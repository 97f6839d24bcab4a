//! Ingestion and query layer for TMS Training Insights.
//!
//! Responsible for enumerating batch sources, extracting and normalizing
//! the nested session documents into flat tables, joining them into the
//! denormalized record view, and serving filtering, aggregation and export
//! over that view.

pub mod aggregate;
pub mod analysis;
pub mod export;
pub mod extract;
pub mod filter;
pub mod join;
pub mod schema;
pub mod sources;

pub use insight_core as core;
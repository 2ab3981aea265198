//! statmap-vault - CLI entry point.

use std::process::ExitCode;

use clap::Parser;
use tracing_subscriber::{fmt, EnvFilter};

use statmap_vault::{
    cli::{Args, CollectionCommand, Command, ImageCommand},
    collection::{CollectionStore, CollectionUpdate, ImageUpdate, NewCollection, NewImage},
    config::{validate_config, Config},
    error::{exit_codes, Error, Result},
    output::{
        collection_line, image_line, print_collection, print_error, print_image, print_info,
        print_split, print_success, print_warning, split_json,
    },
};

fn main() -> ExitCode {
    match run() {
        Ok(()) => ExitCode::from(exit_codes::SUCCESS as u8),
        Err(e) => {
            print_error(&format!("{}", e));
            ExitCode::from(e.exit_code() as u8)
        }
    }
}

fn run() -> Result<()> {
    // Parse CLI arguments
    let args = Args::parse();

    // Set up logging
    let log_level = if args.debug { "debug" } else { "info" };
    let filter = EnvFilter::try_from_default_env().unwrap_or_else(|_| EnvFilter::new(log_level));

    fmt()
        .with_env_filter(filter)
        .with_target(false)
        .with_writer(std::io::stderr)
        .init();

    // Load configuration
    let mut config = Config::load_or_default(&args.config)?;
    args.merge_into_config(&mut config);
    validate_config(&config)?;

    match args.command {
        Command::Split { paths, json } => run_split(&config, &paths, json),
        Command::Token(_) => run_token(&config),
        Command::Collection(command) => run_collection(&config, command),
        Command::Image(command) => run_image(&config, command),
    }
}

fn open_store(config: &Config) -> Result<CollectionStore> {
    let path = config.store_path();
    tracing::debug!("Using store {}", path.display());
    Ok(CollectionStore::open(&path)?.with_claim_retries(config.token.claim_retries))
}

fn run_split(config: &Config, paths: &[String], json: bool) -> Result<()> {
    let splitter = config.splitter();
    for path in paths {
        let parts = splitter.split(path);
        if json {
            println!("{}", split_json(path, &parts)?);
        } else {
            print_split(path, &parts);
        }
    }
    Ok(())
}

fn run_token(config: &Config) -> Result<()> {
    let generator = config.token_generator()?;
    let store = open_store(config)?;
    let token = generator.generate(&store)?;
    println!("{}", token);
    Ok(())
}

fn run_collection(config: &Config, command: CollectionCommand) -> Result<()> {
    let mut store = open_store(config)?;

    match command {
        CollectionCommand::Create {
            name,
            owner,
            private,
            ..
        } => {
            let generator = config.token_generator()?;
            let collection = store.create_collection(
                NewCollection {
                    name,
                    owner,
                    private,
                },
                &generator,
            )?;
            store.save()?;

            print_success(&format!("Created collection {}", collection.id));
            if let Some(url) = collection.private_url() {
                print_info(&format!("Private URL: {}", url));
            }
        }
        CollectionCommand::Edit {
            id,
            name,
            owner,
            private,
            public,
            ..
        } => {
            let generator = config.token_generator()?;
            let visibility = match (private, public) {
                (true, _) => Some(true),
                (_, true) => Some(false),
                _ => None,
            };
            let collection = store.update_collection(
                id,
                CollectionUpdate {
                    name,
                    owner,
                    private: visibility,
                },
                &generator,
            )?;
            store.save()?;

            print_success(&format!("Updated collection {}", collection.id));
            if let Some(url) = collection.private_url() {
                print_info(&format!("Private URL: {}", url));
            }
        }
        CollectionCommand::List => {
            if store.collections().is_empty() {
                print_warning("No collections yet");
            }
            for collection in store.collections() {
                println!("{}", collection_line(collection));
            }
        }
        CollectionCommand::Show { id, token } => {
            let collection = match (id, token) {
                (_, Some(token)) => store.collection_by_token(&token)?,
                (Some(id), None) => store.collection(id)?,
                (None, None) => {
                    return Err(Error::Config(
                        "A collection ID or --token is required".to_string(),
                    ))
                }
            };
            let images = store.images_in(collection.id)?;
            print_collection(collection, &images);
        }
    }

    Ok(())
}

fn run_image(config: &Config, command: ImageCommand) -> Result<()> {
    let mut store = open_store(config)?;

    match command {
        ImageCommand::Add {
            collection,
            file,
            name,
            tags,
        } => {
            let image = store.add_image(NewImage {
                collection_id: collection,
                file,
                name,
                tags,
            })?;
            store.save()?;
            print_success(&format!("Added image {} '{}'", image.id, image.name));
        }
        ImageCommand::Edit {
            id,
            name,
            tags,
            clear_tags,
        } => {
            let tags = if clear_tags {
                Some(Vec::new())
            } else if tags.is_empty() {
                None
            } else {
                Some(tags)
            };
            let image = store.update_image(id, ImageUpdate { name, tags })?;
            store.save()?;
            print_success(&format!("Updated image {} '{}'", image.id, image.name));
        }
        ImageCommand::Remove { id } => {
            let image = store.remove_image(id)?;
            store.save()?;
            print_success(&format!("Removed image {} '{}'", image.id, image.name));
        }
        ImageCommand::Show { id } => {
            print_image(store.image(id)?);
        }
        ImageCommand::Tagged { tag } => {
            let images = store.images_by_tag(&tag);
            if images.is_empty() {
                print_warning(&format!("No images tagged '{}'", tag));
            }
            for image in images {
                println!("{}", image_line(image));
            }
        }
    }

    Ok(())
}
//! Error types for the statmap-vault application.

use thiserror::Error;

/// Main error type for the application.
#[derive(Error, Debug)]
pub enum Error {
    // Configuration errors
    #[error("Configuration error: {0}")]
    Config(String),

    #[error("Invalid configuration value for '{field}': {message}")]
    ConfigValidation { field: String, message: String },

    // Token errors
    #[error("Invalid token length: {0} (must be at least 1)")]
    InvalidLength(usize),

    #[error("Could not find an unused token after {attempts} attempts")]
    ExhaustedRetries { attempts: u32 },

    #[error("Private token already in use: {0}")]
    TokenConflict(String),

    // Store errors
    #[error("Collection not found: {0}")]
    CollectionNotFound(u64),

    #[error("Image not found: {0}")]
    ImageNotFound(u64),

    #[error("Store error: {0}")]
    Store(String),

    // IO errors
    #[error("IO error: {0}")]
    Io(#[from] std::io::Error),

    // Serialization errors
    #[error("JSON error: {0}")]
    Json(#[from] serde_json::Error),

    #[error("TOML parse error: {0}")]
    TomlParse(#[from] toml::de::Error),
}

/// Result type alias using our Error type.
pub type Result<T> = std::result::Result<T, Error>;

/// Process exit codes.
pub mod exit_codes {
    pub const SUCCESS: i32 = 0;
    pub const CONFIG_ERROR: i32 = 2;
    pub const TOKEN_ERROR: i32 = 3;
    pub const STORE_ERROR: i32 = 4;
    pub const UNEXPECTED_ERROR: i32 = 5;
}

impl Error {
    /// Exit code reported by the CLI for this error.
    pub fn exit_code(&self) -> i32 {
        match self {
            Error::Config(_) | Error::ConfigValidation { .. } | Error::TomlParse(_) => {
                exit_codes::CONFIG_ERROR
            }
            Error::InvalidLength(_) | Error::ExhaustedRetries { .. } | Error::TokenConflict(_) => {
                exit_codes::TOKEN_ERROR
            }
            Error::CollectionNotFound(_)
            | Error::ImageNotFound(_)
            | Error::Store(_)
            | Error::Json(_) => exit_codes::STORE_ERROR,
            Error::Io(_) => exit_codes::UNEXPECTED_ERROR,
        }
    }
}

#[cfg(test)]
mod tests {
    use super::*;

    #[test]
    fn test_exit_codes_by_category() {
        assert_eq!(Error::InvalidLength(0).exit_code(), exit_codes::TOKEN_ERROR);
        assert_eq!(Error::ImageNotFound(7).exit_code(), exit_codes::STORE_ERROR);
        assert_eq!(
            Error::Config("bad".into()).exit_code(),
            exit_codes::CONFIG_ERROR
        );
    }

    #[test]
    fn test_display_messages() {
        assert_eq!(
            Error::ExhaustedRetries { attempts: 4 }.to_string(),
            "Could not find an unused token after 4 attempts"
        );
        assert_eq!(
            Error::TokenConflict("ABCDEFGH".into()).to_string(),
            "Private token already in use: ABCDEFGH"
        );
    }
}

§ **TASK DESCRIPTION**: Reproduce only the lines above spanning from the line containing "let visibility = match" through the line containing "(None, None) =>", word for word.

§ **ANSWER SECTION**:
            let visibility = match (private, public) {
                (true, _) => Some(true),
                (_, true) => Some(false),
                _ => None,
            };
            let collection = store.update_collection(
                id,
                CollectionUpdate {
                    name,
                    owner,
                    private: visibility,
                },
                &generator,
            )?;
            store.save()?;

            print_success(&format!("Updated collection {}", collection.id));
            if let Some(url) = collection.private_url() {
                print_info(&format!("Private URL: {}", url));
            }
        }
        CollectionCommand::List => {
            if store.collections().is_empty() {
                print_warning("No collections yet");
            }
            for collection in store.collections() {
                println!("{}", collection_line(collection));
            }
        }
        CollectionCommand::Show { id, token } => {
            let collection = match (id, token) {
                (_, Some(token)) => store.collection_by_token(&token)?,
                (Some(id), None) => store.collection(id)?,
                (None, None) => {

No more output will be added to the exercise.